Type
- Type: Unicameral of the Koshi Legislature
- Term limits: 5 years

History
- Founded: 2017; 9 years ago

Leadership
- Governor: Parshuram Khapung
- Speaker: Ambar Bahadur Bista, RPP since 9 January 2024
- Deputy Speaker: Sirjana Danuwar, CPN (UML) since 14 January 2023
- Chief Minister (Leader of the House): Hikmat Kumar Karki, CPN (UML) since 9 May 2024
- Leader of the Opposition: Indra Bahadur Angbo, NCP

Structure
- Political groups: Government (69) CPN (UML): 40; Congress: 29; Confidence & Supply (1) PSP: 1; Opposition (23) NCP: 17; RPP: 6;
- Length of term: 5 years

Elections
- Voting system: Parallel voting: 56 seats – FPTP; 37 seats – PR;
- First election: 2017
- Last election: 20 November 2022
- Next election: 2027

Meeting place
- District Coordination Committee Office, Biratnagar, Morang District

Website
- pradeshsabha.koshi.gov.np

= Koshi Provincial Assembly =

Unicameral legislature of the Nepalese province of Koshi

The Koshi Provincial Assembly also known as the Koshi Pradesh Sabha, (Nepali: कोशी प्रदेश सभा) is the unicameral legislature of Koshi Province, one of the seven provinces in Nepal.
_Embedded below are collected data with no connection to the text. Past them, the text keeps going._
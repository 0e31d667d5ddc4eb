//! Task and order value types

use crate::error::{Result, TaskError};
use serde::{Deserialize, Serialize};
use std::fmt;

/// Field carrying the task id in submission responses
pub const TASK_ID_FIELD: &str = "jobid";

/// Task status strings reported by the provider
pub mod states {
    pub const WAIT: &str = "WAIT";
    pub const PROCESSING: &str = "PROCESSING";
    pub const DONE: &str = "DONE";
    pub const ERROR: &str = "ERROR";
}

/// Decode a task id that the provider may send as a string or a number
///
/// `null` and a missing field decode as the empty string.
pub fn deserialize_task_id<'de, D>(deserializer: D) -> std::result::Result<String, D::Error>
where
    D: serde::Deserializer<'de>,
{
    #[derive(Deserialize)]
    #[serde(untagged)]
    enum RawId {
        Str(String),
        Num(serde_json::Number),
    }

    Ok(match Option::<RawId>::deserialize(deserializer)? {
        Some(RawId::Str(s)) => s.trim().to_string(),
        Some(RawId::Num(n)) => n.to_string(),
        None => String::new(),
    })
}

/// Opaque id of a provider task
#[derive(Debug, Clone, PartialEq, Eq, Hash, Serialize, Deserialize)]
#[serde(transparent)]
pub struct TaskHandle(String);

#[derive(Deserialize)]
struct Submission {
    #[serde(rename = "jobid", default, deserialize_with = "deserialize_task_id")]
    task_id: String,
}

impl TaskHandle {
    pub fn new(id: impl Into<String>) -> Self {
        Self(id.into())
    }

    pub fn as_str(&self) -> &str {
        &self.0
    }

    /// Extract the task id from a submission response body
    ///
    /// The id may be encoded as a string or a number. A body without a
    /// usable id is a [`TaskError::MalformedSubmission`].
    pub fn from_submission(action: &str, body: &str) -> Result<Self> {
        let malformed = || TaskError::MalformedSubmission {
            action: action.to_string(),
            body: body.to_string(),
        };

        let submission: Submission = serde_json::from_str(body).map_err(|_| malformed())?;
        if submission.task_id.is_empty() {
            return Err(malformed());
        }
        Ok(Self(submission.task_id))
    }
}

impl fmt::Display for TaskHandle {
    fn fmt(&self, f: &mut fmt::Formatter<'_>) -> fmt::Result {
        f.write_str(&self.0)
    }
}

impl From<&str> for TaskHandle {
    fn from(id: &str) -> Self {
        Self::new(id)
    }
}

/// Status of a task as reported by the provider
///
/// A `jobid` echoed next to `id` stays in `payload`.
#[derive(Debug, Clone, Default, PartialEq, Serialize, Deserialize)]
pub struct TaskStatus {
    #[serde(default, deserialize_with = "deserialize_task_id")]
    pub id: String,

    /// Lifecycle state (`WAIT`, `PROCESSING`, `DONE`, `ERROR`, ...)
    #[serde(default)]
    pub status: String,

    /// Provider-specific detail fields
    #[serde(flatten)]
    pub payload: serde_json::Map<String, serde_json::Value>,
}

impl TaskStatus {
    pub fn is_done(&self) -> bool {
        self.status == states::DONE
    }

    /// Get a payload field as a specific type
    pub fn get<T: serde::de::DeserializeOwned>(&self, key: &str) -> Option<T> {
        self.payload
            .get(key)
            .and_then(|v| serde_json::from_value(v.clone()).ok())
    }
}

/// Submission result of a billable action
#[derive(Debug, Clone, Default, PartialEq, Eq, Serialize, Deserialize)]
pub struct OrderResult {
    #[serde(rename = "jobid", default, deserialize_with = "deserialize_task_id")]
    pub task_id: String,

    #[serde(default)]
    pub price: i64,

    #[serde(default)]
    pub paid: bool,
}

impl OrderResult {
    pub fn task(&self) -> TaskHandle {
        TaskHandle::new(self.task_id.clone())
    }
}

/// Result of a completed order: what was billed and how the task ended
#[derive(Debug, Clone, PartialEq)]
pub struct OrderOutcome {
    pub order: OrderResult,
    pub status: TaskStatus,
}
//! CMC Cloud API client error types

use cmccloud_task::{ErrorKind, TaskError};
use thiserror::Error;

#[derive(Error, Debug)]
pub enum ApiError {
    #[error(transparent)]
    Task(#[from] TaskError),

    #[error("Missing environment variable: {0}")]
    MissingEnvVar(String),

    #[error("Invalid configuration: {0}")]
    InvalidConfig(String),

    #[error("Unexpected response from {action}: {source}")]
    Decode {
        action: String,
        #[source]
        source: serde_json::Error,
    },

    #[error("HTTP client error: {0}")]
    Http(#[from] reqwest::Error),
}

impl ApiError {
    /// Orchestration error kind, when the failure came from a provider call
    pub fn task_kind(&self) -> Option<ErrorKind> {
        match self {
            ApiError::Task(e) => Some(e.kind()),
            _ => None,
        }
    }

    pub(crate) fn decode(action: &str, source: serde_json::Error) -> Self {
        ApiError::Decode {
            action: action.to_string(),
            source,
        }
    }
}

pub type Result<T> = std::result::Result<T, ApiError>;
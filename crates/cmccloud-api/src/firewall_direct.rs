//! Direct firewall operations
//!
//! A direct firewall is keyed by server and public IP rather than by its own
//! id. Rule sets are sent as the provider's JSON-encoded strings.

use crate::client::CmcClient;
use crate::error::Result;
use cmccloud_task::{Params, TaskStatus, TimingProfile, Transport};
use serde::{Deserialize, Serialize};

#[derive(Debug, Clone, Default, PartialEq, Eq, Serialize, Deserialize)]
#[serde(default)]
pub struct FirewallDirectRule {
    pub id: i64,
    pub name: String,
    pub protocol: String,
    pub src: String,
    pub dst: String,
    pub port_range: String,
    pub action: String,
    pub port_type: String,
}

#[derive(Debug, Clone, Default, PartialEq, Eq, Serialize, Deserialize)]
#[serde(default)]
pub struct FirewallDirect {
    pub server_id: String,
    pub ip_address: String,
    pub inbound_rules: Vec<FirewallDirectRule>,
    pub outbound_rules: Vec<FirewallDirectRule>,
}

pub struct FirewallDirectService<'a, T> {
    client: &'a CmcClient<T>,
}

impl<'a, T: Transport> FirewallDirectService<'a, T> {
    pub(crate) fn new(client: &'a CmcClient<T>) -> Self {
        Self { client }
    }

    pub async fn get(&self, server_id: &str, ip_address: &str) -> Result<FirewallDirect> {
        self.client
            .fetch(
                "firewall_direct/info",
                Params::new()
                    .with("server_id", server_id)
                    .with("ip_address", ip_address),
            )
            .await
    }

    pub async fn delete(&self, server_id: &str, ip_address: &str) -> Result<TaskStatus> {
        self.client
            .delete_task(
                "firewall_direct/delete",
                Params::new().with_id(server_id).with("ip_address", ip_address),
                TimingProfile::MEDIUM,
            )
            .await
    }

    /// Replace both rule sets of the firewall
    pub async fn save_rules(
        &self,
        server_id: &str,
        ip_address: &str,
        inbound_rules: &str,
        outbound_rules: &str,
    ) -> Result<TaskStatus> {
        let params = Params::new()
            .with("server_id", server_id)
            .with("ip_address", ip_address)
            .with("inbound_rules", inbound_rules)
            .with("outbound_rules", outbound_rules);
        self.client
            .task("firewall_direct/save_rules", params, TimingProfile::MEDIUM)
            .await
    }
}
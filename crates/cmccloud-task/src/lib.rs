//! CMC Cloud task orchestration
//!
//! Long-running provider operations (server creation, resizes, snapshots,
//! ...) are fire-and-poll: a submission returns a task id right away and the
//! caller polls the task until it reaches a terminal state. This crate holds
//! that machinery, independent of any HTTP client.
//!
//! # Architecture
//!
//! ```text
//! ┌──────────────────────────────────────────────────┐
//! │                   TaskRunner                     │
//! │   run_task / run_order / run_bulk_delete         │
//! └───────┬───────────────────────────┬──────────────┘
//!         │ submit                    │ poll
//! ┌───────▼────────┐          ┌───────▼──────────────┐
//! │   classify     │◄─────────┤  wait_for_state      │
//! │ (Outcome)      │          │  (TimingProfile,     │
//! └───────▲────────┘          │   StateSets)         │
//!         │                   └───────▲──────────────┘
//! ┌───────┴───────────────────────────┴──────────────┐
//! │            trait Transport (injected)            │
//! └──────────────────────────────────────────────────┘
//! ```
//!
//! # Example
//!
//! ```ignore
//! use cmccloud_task::{ApiRequest, Params, TaskRunner, TimingProfile};
//!
//! let runner = TaskRunner::new(transport);
//! let status = runner
//!     .run_task(
//!         ApiRequest::post("server_action/stop", Params::new().with_id("s-1")),
//!         TimingProfile::LONG,
//!     )
//!     .await?;
//! ```

pub mod error;
pub mod outcome;
pub mod poller;
pub mod request;
pub mod runner;
pub mod task;
pub mod timing;
pub mod transport;

// Re-exports
pub use error::{ApiErrorOrigin, ErrorKind, Result, TaskError};
pub use outcome::{ApiErrorBody, Outcome, RawResponse, classify};
pub use poller::{Observation, Refresh, StateSets, UnknownStatePolicy, wait_for_state};
pub use request::{ApiRequest, Method, ParamValue, Params};
pub use runner::{TaskProbe, TaskRunner};
pub use task::{OrderOutcome, OrderResult, TASK_ID_FIELD, TaskHandle, TaskStatus, states};
pub use timing::TimingProfile;
pub use tokio_util::sync::CancellationToken;
pub use transport::{TASK_STATUS_ACTION, Transport};
pub mod firewall_vpc;
pub mod image;
pub mod server;
pub mod task;
pub mod volume;
//! API client configuration

use crate::error::{ApiError, Result};
use std::time::Duration;

pub const DEFAULT_API_URL: &str = "https://api.cloud.cmctelecom.vn/ver2";
pub const DEFAULT_REQUEST_TIMEOUT_SECS: u64 = 30;

pub const ENV_API_KEY: &str = "CMC_API_KEY";
pub const ENV_API_URL: &str = "CMC_API_URL";
pub const ENV_REQUEST_TIMEOUT: &str = "CMC_REQUEST_TIMEOUT_SECS";

/// Connection settings for the CMC Cloud API
#[derive(Debug, Clone, PartialEq, Eq)]
pub struct ApiConfig {
    pub base_url: String,
    pub api_key: String,
    /// Per-request HTTP timeout; task waits are governed by timing profiles
    pub request_timeout: Duration,
}

impl ApiConfig {
    pub fn new(api_key: impl Into<String>) -> Self {
        Self {
            base_url: DEFAULT_API_URL.to_string(),
            api_key: api_key.into(),
            request_timeout: Duration::from_secs(DEFAULT_REQUEST_TIMEOUT_SECS),
        }
    }

    pub fn with_base_url(mut self, base_url: impl Into<String>) -> Self {
        self.base_url = base_url.into();
        self
    }

    pub fn with_request_timeout(mut self, timeout: Duration) -> Self {
        self.request_timeout = timeout;
        self
    }

    /// Create ApiConfig from environment variables
    ///
    /// `CMC_API_KEY` is required; `CMC_API_URL` and `CMC_REQUEST_TIMEOUT_SECS`
    /// fall back to their defaults.
    pub fn from_env() -> Result<Self> {
        let api_key = std::env::var(ENV_API_KEY)
            .map_err(|_| ApiError::MissingEnvVar(ENV_API_KEY.to_string()))?;

        let mut config = Self::new(api_key);

        if let Ok(url) = std::env::var(ENV_API_URL) {
            config.base_url = url;
        }

        if let Ok(raw) = std::env::var(ENV_REQUEST_TIMEOUT) {
            let secs: u64 = raw.trim().parse().map_err(|_| {
                ApiError::InvalidConfig(format!(
                    "{} must be a number of seconds, got {:?}",
                    ENV_REQUEST_TIMEOUT, raw
                ))
            })?;
            config.request_timeout = Duration::from_secs(secs);
        }

        config.validate()?;
        Ok(config)
    }

    pub fn validate(&self) -> Result<()> {
        if self.api_key.trim().is_empty() {
            return Err(ApiError::InvalidConfig("API key is empty".to_string()));
        }
        if !(self.base_url.starts_with("http://") || self.base_url.starts_with("https://")) {
            return Err(ApiError::InvalidConfig(format!(
                "API URL must start with http:// or https://, got {}",
                self.base_url
            )));
        }
        if self.request_timeout.is_zero() {
            return Err(ApiError::InvalidConfig("request timeout must be positive".to_string()));
        }
        Ok(())
    }

    /// Endpoint URL for an action path (`{base}/{action}.json`)
    pub fn endpoint(&self, action: &str) -> String {
        format!(
            "{}/{}.json",
            self.base_url.trim_end_matches('/'),
            action.trim_start_matches('/')
        )
    }
}
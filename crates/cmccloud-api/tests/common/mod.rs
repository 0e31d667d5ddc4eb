//! In-memory provider used by the service tests

#![allow(dead_code)]

use async_trait::async_trait;
use cmccloud_task::{ApiRequest, RawResponse, TaskHandle, Transport};
use std::collections::{HashMap, VecDeque};
use std::sync::Mutex;

/// Answers requests from per-action queues; every task reports `DONE`
/// unless scripted otherwise
#[derive(Default)]
pub struct FakeProvider {
    responses: Mutex<HashMap<String, VecDeque<String>>>,
    task_states: Mutex<HashMap<String, String>>,
    requests: Mutex<Vec<ApiRequest>>,
}

impl FakeProvider {
    pub fn new() -> Self {
        Self::default()
    }

    pub fn respond(self, action: &str, body: &str) -> Self {
        self.responses
            .lock()
            .unwrap()
            .entry(action.to_string())
            .or_default()
            .push_back(body.to_string());
        self
    }

    pub fn task_state(self, task_id: &str, state: &str) -> Self {
        self.task_states
            .lock()
            .unwrap()
            .insert(task_id.to_string(), state.to_string());
        self
    }

    pub fn requests(&self) -> Vec<ApiRequest> {
        self.requests.lock().unwrap().clone()
    }

    pub fn actions(&self) -> Vec<String> {
        self.requests().iter().map(|r| r.to_string()).collect()
    }
}

#[async_trait]
impl Transport for FakeProvider {
    async fn send(&self, request: &ApiRequest) -> RawResponse {
        self.requests.lock().unwrap().push(request.clone());
        let next = self
            .responses
            .lock()
            .unwrap()
            .get_mut(&request.action)
            .and_then(|q| q.pop_front());
        match next {
            Some(body) => RawResponse::ok(body),
            None => RawResponse::transport_failure(format!("unscripted {}", request)),
        }
    }

    async fn query_task_status(&self, task: &TaskHandle) -> RawResponse {
        let state = self
            .task_states
            .lock()
            .unwrap()
            .get(task.as_str())
            .cloned()
            .unwrap_or_else(|| "DONE".to_string());
        RawResponse::ok(format!(r#"{{"id": "{}", "status": "{}"}}"#, task, state))
    }
}
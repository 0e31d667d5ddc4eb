//! End-to-end orchestration scenarios over a scripted transport

mod common;

use cmccloud_task::{
    ApiErrorOrigin, ApiRequest, CancellationToken, ErrorKind, Params, RawResponse, StateSets,
    TaskError, TaskRunner, TimingProfile,
};
use common::ScriptedTransport;
use std::sync::Arc;
use std::time::Duration;
use tokio_test::{assert_err, assert_ok};

fn stop_request() -> ApiRequest {
    ApiRequest::post("server_action/stop", Params::new().with_id("s-1"))
}

#[tokio::test(start_paused = true)]
async fn test_task_polls_until_done() {
    let transport = ScriptedTransport::new()
        .submits("server_action/stop", "t1")
        .task_states("t1", &["WAIT", "PROCESSING", "DONE"]);
    let runner = TaskRunner::new(&transport);

    let status = assert_ok!(runner.run_task(stop_request(), TimingProfile::SHORT).await);

    assert_eq!(status.id, "t1");
    assert!(status.is_done());
    assert_eq!(status.get::<u32>("progress"), Some(0));
    assert_eq!(transport.queries("t1"), 3);
    assert_eq!(transport.log()[0], "POST server_action/stop {id: s-1}");
}

#[tokio::test(start_paused = true)]
async fn test_submission_error_is_wrapped_and_never_polls() {
    let transport = ScriptedTransport::new().rejects("server_action/stop", 404, "server not found");
    let runner = TaskRunner::new(&transport);

    let err = assert_err!(runner.run_task(stop_request(), TimingProfile::SHORT).await);

    assert_eq!(err.kind(), ErrorKind::Api);
    assert_eq!(err.api_code(), Some(404));
    let message = err.to_string();
    assert!(message.contains("server_action/stop"), "{message}");
    assert!(message.contains("{id: s-1}"), "{message}");
    assert_eq!(transport.log().len(), 1);
}

#[tokio::test(start_paused = true)]
async fn test_embedded_error_in_ok_submission() {
    let transport = ScriptedTransport::new().on(
        "server_action/stop",
        RawResponse::ok(r#"{"error_code": 12, "error_text": "server is locked"}"#),
    );
    let runner = TaskRunner::new(&transport);

    let err = assert_err!(runner.run_task(stop_request(), TimingProfile::SHORT).await);

    assert!(matches!(
        err.innermost(),
        TaskError::Api {
            code: 12,
            origin: ApiErrorOrigin::Embedded,
            ..
        }
    ));
}

#[tokio::test(start_paused = true)]
async fn test_transport_error_on_submission() {
    let transport = ScriptedTransport::new().on(
        "server_action/stop",
        RawResponse::transport_failure("connection refused"),
    );
    let runner = TaskRunner::new(&transport);

    let err = assert_err!(runner.run_task(stop_request(), TimingProfile::SHORT).await);

    assert_eq!(err.kind(), ErrorKind::Transport);
    assert!(err.to_string().contains("connection refused"));
}

#[tokio::test(start_paused = true)]
async fn test_empty_task_id_is_malformed() {
    let transport = ScriptedTransport::new().on(
        "server_action/stop",
        RawResponse::ok(r#"{"jobid": ""}"#),
    );
    let runner = TaskRunner::new(&transport);

    let err = assert_err!(runner.run_task(stop_request(), TimingProfile::SHORT).await);

    assert_eq!(err.kind(), ErrorKind::MalformedSubmission);
    assert_eq!(transport.log().len(), 1);
}

#[tokio::test(start_paused = true)]
async fn test_task_error_state_fails() {
    let transport = ScriptedTransport::new()
        .submits("server_action/stop", "t1")
        .task_states("t1", &["WAIT", "ERROR", "DONE"]);
    let runner = TaskRunner::new(&transport);

    let err = assert_err!(runner.run_task(stop_request(), TimingProfile::SHORT).await);

    assert_eq!(err.kind(), ErrorKind::TaskFailed);
    assert!(err.to_string().contains("ERROR"));
    assert_eq!(transport.queries("t1"), 2);
}

#[tokio::test(start_paused = true)]
async fn test_task_with_custom_states() {
    let transport = ScriptedTransport::new()
        .submits("server_action/start", "t1")
        .task_states("t1", &["QUEUED", "RUNNING", "FINISHED"]);
    let runner = TaskRunner::new(&transport);
    let states = StateSets::new(["QUEUED", "RUNNING"], ["FINISHED"]);

    let status = assert_ok!(
        runner
            .run_task_with_states(
                ApiRequest::post("server_action/start", Params::new().with_id("s-1")),
                &states,
                TimingProfile::SHORT,
            )
            .await
    );
    assert_eq!(status.status, "FINISHED");
}

#[tokio::test(start_paused = true)]
async fn test_task_times_out() {
    let transport = ScriptedTransport::new()
        .submits("server_action/stop", "t1")
        .task_states("t1", &["PROCESSING"]);
    let runner = TaskRunner::new(&transport);

    let err = assert_err!(runner.run_task(stop_request(), TimingProfile::SHORT).await);

    assert_eq!(err.kind(), ErrorKind::Timeout);
    assert!(err.to_string().contains("PROCESSING"));
}

#[tokio::test(start_paused = true)]
async fn test_unpaid_order_never_polls() {
    let transport = ScriptedTransport::new()
        .on(
            "server/create",
            RawResponse::ok(r#"{"jobid": "t1", "price": 120000, "paid": false}"#),
        )
        .task_states("t1", &["DONE"]);
    let runner = TaskRunner::new(&transport);

    let err = assert_err!(
        runner
            .run_order(
                ApiRequest::post("server/create", Params::new().with("name", "web-01")),
                TimingProfile::LONG,
            )
            .await
    );

    match err {
        TaskError::UnpaidOrder {
            action,
            params,
            body,
        } => {
            assert_eq!(action, "server/create");
            assert_eq!(params, "{name: web-01}");
            assert!(body.contains("\"paid\": false"));
        }
        other => panic!("expected UnpaidOrder, got {other:?}"),
    }
    assert_eq!(transport.queries("t1"), 0);
}

#[tokio::test(start_paused = true)]
async fn test_paid_order_waits_for_task() {
    let transport = ScriptedTransport::new()
        .on(
            "volume/resize",
            RawResponse::ok(r#"{"jobid": "t7", "price": 5000, "paid": true}"#),
        )
        .task_states("t7", &["WAIT", "DONE"]);
    let runner = TaskRunner::new(&transport);

    let outcome = assert_ok!(
        runner
            .run_order(
                ApiRequest::post("volume/resize", Params::new().with_id("v-1").with("size", 200)),
                TimingProfile::LONG,
            )
            .await
    );

    assert_eq!(outcome.order.price, 5000);
    assert_eq!(outcome.order.task_id, "t7");
    assert!(outcome.status.is_done());
}

#[tokio::test(start_paused = true)]
async fn test_order_poll_failure_names_task() {
    let transport = ScriptedTransport::new()
        .on(
            "snapshot/create",
            RawResponse::ok(r#"{"jobid": "t9", "price": 10, "paid": true}"#),
        )
        .task_states("t9", &["ERROR"]);
    let runner = TaskRunner::new(&transport);

    let err = assert_err!(
        runner
            .run_order(
                ApiRequest::post("snapshot/create", Params::new().with("volume_id", "v-1")),
                TimingProfile::SHORT,
            )
            .await
    );

    assert_eq!(err.kind(), ErrorKind::TaskFailed);
    assert!(err.to_string().contains("(t9)"));
}

#[tokio::test(start_paused = true)]
async fn test_bulk_delete_stops_at_failed_submission() {
    let transport = ScriptedTransport::new()
        .submits("firewall_vpc/delete_rule", "t-a")
        .rejects("firewall_vpc/delete_rule", 400, "rule is locked")
        .submits("firewall_vpc/delete_rule", "t-c")
        .task_states("t-a", &["DONE"]);
    let runner = TaskRunner::new(&transport);

    let err = assert_err!(
        runner
            .run_bulk_delete("firewall_vpc/delete_rule", &["a", "b", "c"], TimingProfile::SHORT)
            .await
    );

    match &err {
        TaskError::BulkSubmit { id, .. } => assert_eq!(id, "b"),
        other => panic!("expected BulkSubmit, got {other:?}"),
    }
    assert_eq!(transport.submissions("firewall_vpc/delete_rule"), 2);
    assert_eq!(transport.queries("t-a"), 0);
}

#[tokio::test(start_paused = true)]
async fn test_bulk_delete_reports_first_failure_by_submission_order() {
    let transport = ScriptedTransport::new()
        .submits("firewall_vpc/delete_rule", "t-a")
        .submits("firewall_vpc/delete_rule", "t-b")
        .submits("firewall_vpc/delete_rule", "t-c")
        .task_states("t-a", &["PROCESSING", "PROCESSING", "DONE"])
        .task_states("t-b", &["PROCESSING", "ERROR"])
        .task_states("t-c", &["ERROR"]);
    let runner = TaskRunner::new(&transport).with_bulk_concurrency(3);

    let err = assert_err!(
        runner
            .run_bulk_delete("firewall_vpc/delete_rule", &["a", "b", "c"], TimingProfile::SHORT)
            .await
    );

    match &err {
        TaskError::BulkPoll { task_id, .. } => assert_eq!(task_id, "t-b"),
        other => panic!("expected BulkPoll, got {other:?}"),
    }
    assert_eq!(err.kind(), ErrorKind::TaskFailed);
}

#[tokio::test(start_paused = true)]
async fn test_bulk_delete_success_in_submission_order() {
    let transport = ScriptedTransport::new()
        .submits("firewall_vpc/delete_rule", "t-a")
        .submits("firewall_vpc/delete_rule", "t-b")
        .task_states("t-a", &["WAIT", "WAIT", "DONE"])
        .task_states("t-b", &["DONE"]);
    let runner = TaskRunner::new(&transport);

    let statuses = assert_ok!(
        runner
            .run_bulk_delete("firewall_vpc/delete_rule", &["a", "b"], TimingProfile::SHORT)
            .await
    );

    let ids: Vec<&str> = statuses.iter().map(|s| s.id.as_str()).collect();
    assert_eq!(ids, ["t-a", "t-b"]);
    assert_eq!(transport.log()[0], "DELETE firewall_vpc/delete_rule {id: a}");
}

#[tokio::test(start_paused = true)]
async fn test_bulk_delete_of_nothing() {
    let transport = ScriptedTransport::new();
    let runner = TaskRunner::new(&transport);
    let ids: [&str; 0] = [];

    let statuses = assert_ok!(
        runner
            .run_bulk_delete("firewall_vpc/delete_rule", &ids, TimingProfile::SHORT)
            .await
    );
    assert!(statuses.is_empty());
    assert!(transport.log().is_empty());
}

#[tokio::test(start_paused = true)]
async fn test_concurrent_runs_share_transport() {
    let transport = Arc::new(
        ScriptedTransport::new()
            .submits("server_action/stop", "t1")
            .submits("server_action/start", "t2")
            .task_states("t1", &["PROCESSING", "DONE"])
            .task_states("t2", &["WAIT", "WAIT", "WAIT", "DONE"]),
    );
    let runner = TaskRunner::new(Arc::clone(&transport));

    let (stop, start) = tokio::join!(
        runner.run_task(stop_request(), TimingProfile::SHORT),
        runner.run_task(
            ApiRequest::post("server_action/start", Params::new().with_id("s-2")),
            TimingProfile::SHORT,
        ),
    );

    assert_eq!(assert_ok!(stop).id, "t1");
    assert_eq!(assert_ok!(start).id, "t2");
}

#[tokio::test(start_paused = true)]
async fn test_cancellation_aborts_wait() {
    let transport = ScriptedTransport::new()
        .submits("server_action/restore_snapshot", "t1")
        .task_states("t1", &["PROCESSING"]);
    let token = CancellationToken::new();
    let runner = TaskRunner::new(&transport).with_cancellation(token.clone());

    let canceller = tokio::spawn(async move {
        tokio::time::sleep(Duration::from_secs(90)).await;
        token.cancel();
    });

    let err = assert_err!(
        runner
            .run_task(
                ApiRequest::post(
                    "server_action/restore_snapshot",
                    Params::new().with_id("s-1").with("snapshot_id", "snap-1"),
                ),
                TimingProfile::SUPER_LONG,
            )
            .await
    );

    assert_eq!(err.kind(), ErrorKind::Cancelled);
    canceller.await.unwrap();
}

#[tokio::test(start_paused = true)]
async fn test_paid_order_with_numeric_task_id() {
    let transport = ScriptedTransport::new()
        .on(
            "server/create",
            RawResponse::ok(r#"{"jobid": 1700, "price": 5, "paid": true}"#),
        )
        .task_states("1700", &["WAIT", "DONE"]);
    let runner = TaskRunner::new(&transport);

    let outcome = assert_ok!(
        runner
            .run_order(
                ApiRequest::post("server/create", Params::new().with("name", "web-01")),
                TimingProfile::SHORT,
            )
            .await
    );

    assert_eq!(outcome.order.task_id, "1700");
    assert!(outcome.status.is_done());
    assert_eq!(transport.queries("1700"), 2);
}

#[tokio::test(start_paused = true)]
async fn test_status_body_with_numeric_id() {
    let transport = ScriptedTransport::new()
        .submits("server_action/stop", "t1")
        .on_task("t1", RawResponse::ok(r#"{"id": 1700, "status": "DONE"}"#));
    let runner = TaskRunner::new(&transport);

    let status = assert_ok!(runner.run_task(stop_request(), TimingProfile::SHORT).await);
    assert_eq!(status.id, "1700");
}

#[tokio::test(start_paused = true)]
async fn test_status_body_echoing_jobid() {
    let transport = ScriptedTransport::new()
        .submits("server_action/stop", "t1")
        .on_task(
            "t1",
            RawResponse::ok(r#"{"id": "t1", "jobid": "t1", "status": "DONE"}"#),
        );
    let runner = TaskRunner::new(&transport);

    let status = assert_ok!(runner.run_task(stop_request(), TimingProfile::SHORT).await);
    assert_eq!(status.id, "t1");
    assert_eq!(status.get::<String>("jobid").as_deref(), Some("t1"));
}
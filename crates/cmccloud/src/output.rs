//! Terminal output helpers

use cmccloud_task::{OrderOutcome, TaskStatus};
use colored::Colorize;

pub fn print_task(label: &str, status: &TaskStatus) {
    println!(
        "{} {} (task {}: {})",
        "✓".green().bold(),
        label.green().bold(),
        status.id.cyan(),
        status.status
    );
}

pub fn print_order(label: &str, outcome: &OrderOutcome) {
    print_task(label, &outcome.status);
    println!("  price: {}", outcome.order.price.to_string().yellow());
}

pub fn print_field(name: &str, value: impl std::fmt::Display) {
    println!("  {:<14} {}", format!("{}:", name).dimmed(), value);
}

pub fn waiting(message: &str) {
    println!("{}", message.yellow());
}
The assembly is seated at the provincial capital at Biratnagar in Morang District at the District Coordination Committee Office. The assembly has 93 members of whom 56 are elected through first-past-the-post voting and 37 are elected through proportional representation. The term of the assembly is 5 years unless dissolved earlier.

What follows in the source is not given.